INGREDIENTS:
1 large white onion
1 large red pepper
1 large green pepper
2 cups of chopped portabella mushroom
1 lb. paneer or extra firm tofu
1 c. fat free plain yogurt
1 Tbsp. Tandoori Spice Mix
Salt to taste
3 Tbsp. canola or olive oil
1 Tbsp. black pepper or red pepper flakes
METHOD:
- Cut the paneer or tofu in long rectangular thick pieces. Mix the tandoori spice, a pinch of salt and a pinch of black pepper with the yogurt in a glass bowl.

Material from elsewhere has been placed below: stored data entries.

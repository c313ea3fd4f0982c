//! Core data models for region classification.

pub mod outcome;
pub mod point;
pub mod region;

pub use outcome::Classification;
pub use point::{CoordOrder, CoordValue, Point};
pub use region::{Region, RegionRecord};
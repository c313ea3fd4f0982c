//! Command-line front end for region classification.
//!
//! Loads a region catalog from JSON, classifies each supplied point and
//! prints one JSON line per point.

use std::fs;
use std::io::{self, BufWriter, Write};
use std::path::PathBuf;

use anyhow::{Context, Result};
use clap::Parser;
use serde::Serialize;
use tracing::info;
use tracing_subscriber::{EnvFilter, FmtSubscriber};

use atlas::config::Config;
use atlas::models::{Classification, CoordValue, Point, Region, RegionRecord};
use atlas::pip::{Classifier, RegionCatalog};

#[derive(Parser, Debug)]
#[command(name = "atlas")]
#[command(about = "Classify points into named regions")]
struct Args {
    /// JSON file holding an array of region records
    #[arg(short, long)]
    regions: PathBuf,

    /// TOML configuration file
    #[arg(short, long)]
    config: Option<PathBuf>,

    /// Point as "A,B" in the configured coordinate order (repeatable)
    #[arg(short, long = "point")]
    points: Vec<String>,

    /// JSON file holding an array of coordinate pairs
    #[arg(long = "points")]
    points_file: Option<PathBuf>,

    /// Only test against the region with this name
    #[arg(long)]
    custom: Option<String>,

    /// Enable debug logging (RUST_LOG takes precedence)
    #[arg(short, long)]
    verbose: bool,
}

/// One output line
#[derive(Debug, Serialize)]
struct Report {
    input: Vec<CoordValue>,
    #[serde(skip_serializing_if = "Option::is_none")]
    classification: Option<Classification>,
    #[serde(skip_serializing_if = "Option::is_none")]
    inside: Option<bool>,
    #[serde(skip_serializing_if = "Option::is_none")]
    error: Option<String>,
}

impl Report {
    fn new(input: Vec<CoordValue>) -> Self {
        Self {
            input,
            classification: None,
            inside: None,
            error: None,
        }
    }
}

fn main() -> Result<()> {
    let args = Args::parse();

    // Initialize logging; stdout carries the results
    let filter = EnvFilter::try_from_default_env()
        .unwrap_or_else(|_| EnvFilter::new(if args.verbose { "debug" } else { "info" }));
    let subscriber = FmtSubscriber::builder()
        .with_env_filter(filter)
        .with_writer(io::stderr)
        .finish();
    tracing::subscriber::set_global_default(subscriber)?;

    let config = match &args.config {
        Some(path) => Config::load_from_file(path)?,
        None => Config::default(),
    };
    let classifier = Classifier::from(&config.classifier);

    let content = fs::read_to_string(&args.regions).context("Failed to read regions file")?;
    let records: Vec<RegionRecord> =
        serde_json::from_str(&content).context("Failed to parse regions file")?;
    let catalog = RegionCatalog::from_records(0, &records, classifier.order)
        .context("Invalid region definition")?;
    info!(
        "Loaded {} regions from {}",
        catalog.len(),
        args.regions.display()
    );

    let mut inputs: Vec<Vec<CoordValue>> =
        args.points.iter().map(|s| parse_point_arg(s)).collect();
    if let Some(path) = &args.points_file {
        let content = fs::read_to_string(path).context("Failed to read points file")?;
        let pairs: Vec<Vec<CoordValue>> =
            serde_json::from_str(&content).context("Failed to parse points file")?;
        inputs.extend(pairs);
    }

    let custom = match &args.custom {
        Some(name) => Some(
            catalog
                .find(name)
                .with_context(|| format!("No region named '{}'", name))?,
        ),
        None => None,
    };

    info!("Classifying {} points", inputs.len());

    let stdout = io::stdout();
    let mut out = BufWriter::new(stdout.lock());

    for input in inputs {
        let report = classify_input(input, &classifier, &catalog, custom);
        serde_json::to_writer(&mut out, &report)?;
        writeln!(out)?;
    }

    out.flush()?;
    Ok(())
}

/// Classify one raw input against the catalog, or against `custom` when set
fn classify_input(
    input: Vec<CoordValue>,
    classifier: &Classifier,
    catalog: &RegionCatalog,
    custom: Option<&Region>,
) -> Report {
    let mut report = Report::new(input);

    match Point::from_pair(&report.input, classifier.order) {
        Ok(point) => match custom {
            Some(region) => report.inside = Some(classifier.classify_custom(&point, region)),
            None => match catalog.lookup(classifier, Some(&point)) {
                Ok(c) => report.classification = Some(c),
                Err(e) => report.error = Some(e.to_string()),
            },
        },
        Err(e) => report.error = Some(e.to_string()),
    }

    report
}

/// Split "A,B" into raw coordinate values; blank input means no coordinates
fn parse_point_arg(s: &str) -> Vec<CoordValue> {
    if s.trim().is_empty() {
        return Vec::new();
    }
    s.split(',')
        .map(|part| CoordValue::from(part.trim()))
        .collect()
}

Marinade the pieces in the yogurt mix overnight or 4 hours at least.
- Cut the onion, bell peppers and mushrooms in long thick strips.
- Spread out the vegetables and the paneer/tofu pieces on a large oven-proof tray. Sprinkle with salt and black pepper.

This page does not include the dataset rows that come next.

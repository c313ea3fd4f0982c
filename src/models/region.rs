//! Named polygonal regions and their stored boundary form.

use geo::algorithm::line_intersection::{line_intersection, LineIntersection};
use geo::{Area, BoundingRect, Coord, Intersects, Line, LineString, Polygon, Rect};
use rstar::{RTree, RTreeObject, AABB};
use serde::{Deserialize, Serialize};

use super::point::{CoordOrder, CoordValue, Point};
use crate::error::{ClassifyError, Result};

/// Boundary as held by external storage: ordered coordinate pairs, first
/// point not repeated at the end.
#[derive(Debug, Clone, PartialEq, Serialize, Deserialize)]
pub struct RegionRecord {
    pub name: String,
    pub boundary: Vec<Vec<CoordValue>>,
}

/// A named simple polygon.
///
/// Always holds at least 3 distinct vertices with non-zero area and no
/// self-intersections. The ring is implicitly closed.
#[derive(Debug, Clone, PartialEq)]
pub struct Region {
    name: String,
    vertices: Vec<Point>,
    bbox: Rect<f64>,
}

impl Region {
    /// Build a region from its vertices, validating the ring
    pub fn new(name: impl Into<String>, vertices: Vec<Point>) -> Result<Self> {
        let name = name.into();
        let vertices = normalize_ring(vertices);

        if vertices.len() < 3 {
            return Err(ClassifyError::invalid_region(
                &name,
                format!("needs at least 3 distinct vertices, got {}", vertices.len()),
            ));
        }

        let polygon = validate_ring(&name, &vertices)?;
        let bbox = polygon
            .bounding_rect()
            .ok_or_else(|| ClassifyError::invalid_region(&name, "empty boundary"))?;

        Ok(Self {
            name,
            vertices,
            bbox,
        })
    }

    /// Rebuild a region from its stored boundary
    pub fn from_record(record: &RegionRecord, order: CoordOrder) -> Result<Self> {
        let vertices = record
            .boundary
            .iter()
            .enumerate()
            .map(|(i, pair)| {
                Point::from_pair(pair, order).map_err(|e| {
                    ClassifyError::invalid_region(&record.name, format!("vertex {}: {}", i, e))
                })
            })
            .collect::<Result<Vec<_>>>()?;

        Region::new(record.name.clone(), vertices)
    }

    /// Convert back to the stored boundary form
    pub fn to_record(&self, order: CoordOrder) -> RegionRecord {
        RegionRecord {
            name: self.name.clone(),
            boundary: self
                .vertices
                .iter()
                .map(|p| p.to_pair(order).into_iter().map(CoordValue::from).collect())
                .collect(),
        }
    }

    pub fn name(&self) -> &str {
        &self.name
    }

    pub fn vertices(&self) -> &[Point] {
        &self.vertices
    }

    /// Bounding box in planar (lon, lat) space
    pub fn bbox(&self) -> Rect<f64> {
        self.bbox
    }

    /// Iterate over edges `(v[i], v[i + 1 mod n])`
    pub fn edges(&self) -> impl Iterator<Item = (&Point, &Point)> {
        let next = self.vertices.iter().cycle().skip(1);
        self.vertices.iter().zip(next)
    }

    /// Convert into a `geo` polygon (closed ring, no holes)
    pub fn to_polygon(&self) -> Polygon<f64> {
        ring_polygon(&self.vertices)
    }
}

fn ring_polygon(vertices: &[Point]) -> Polygon<f64> {
    let ring: LineString<f64> = vertices.iter().map(|p| Coord::from(*p)).collect();
    Polygon::new(ring, vec![])
}

/// Drop repeated consecutive vertices and a closing vertex equal to the first.
fn normalize_ring(mut vertices: Vec<Point>) -> Vec<Point> {
    vertices.dedup();
    while vertices.len() > 1 && vertices.first() == vertices.last() {
        vertices.pop();
    }
    vertices
}

/// R-tree entry for one boundary edge
struct IndexedEdge {
    index: usize,
    envelope: AABB<[f64; 2]>,
}

impl RTreeObject for IndexedEdge {
    type Envelope = AABB<[f64; 2]>;

    fn envelope(&self) -> Self::Envelope {
        self.envelope
    }
}

fn edge_envelope(line: &Line<f64>) -> AABB<[f64; 2]> {
    AABB::from_corners([line.start.x, line.start.y], [line.end.x, line.end.y])
}

/// Check the ring forms a simple polygon and return it
fn validate_ring(name: &str, vertices: &[Point]) -> Result<Polygon<f64>> {
    if let Some(i) = vertices
        .iter()
        .position(|p| !p.lat.is_finite() || !p.lon.is_finite())
    {
        return Err(ClassifyError::invalid_region(
            name,
            format!("vertex {} is not finite", i),
        ));
    }

    let polygon = ring_polygon(vertices);
    if polygon.signed_area() == 0.0 {
        return Err(ClassifyError::invalid_region(name, "polygon has zero area"));
    }

    // edges[i] runs from vertex i to vertex i + 1
    let edges: Vec<Line<f64>> = polygon.exterior().lines().collect();
    let n = edges.len();

    // Adjacent edges share a vertex; overlapping beyond it means a spike
    for i in 0..n {
        let incoming = edges[(i + n - 1) % n];
        if let Some(LineIntersection::Collinear { intersection }) =
            line_intersection(incoming, edges[i])
        {
            if intersection.start != intersection.end {
                return Err(ClassifyError::invalid_region(
                    name,
                    format!("boundary doubles back at vertex {}", i),
                ));
            }
        }
    }

    // Non-adjacent edges must not touch; only envelope overlaps are tested
    let tree = RTree::bulk_load(
        edges
            .iter()
            .enumerate()
            .map(|(index, line)| IndexedEdge {
                index,
                envelope: edge_envelope(line),
            })
            .collect(),
    );

    for (i, line) in edges.iter().enumerate() {
        let adjacent = |j: usize| j == (i + 1) % n || i == (j + 1) % n;
        let crossing = tree
            .locate_in_envelope_intersecting(&edge_envelope(line))
            .map(|candidate| candidate.index)
            .filter(|&j| j > i && !adjacent(j))
            .find(|&j| line.intersects(&edges[j]));

        if let Some(j) = crossing {
            return Err(ClassifyError::invalid_region(
                name,
                format!("edges {} and {} intersect", i, j),
            ));
        }
    }

    Ok(polygon)
}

- Drizzle or spray the oil on top and toss gently. (Do not add the marinade- the vegetables will give out moisture.
- Roast in a preheated oven at 450F for 20-30minutes. Toss midway and check for doneness. If pieces are starting to overcook or burn, remove and transfer to serving platter.
- Garnish with fresh cut lime wedges. Serve immediately.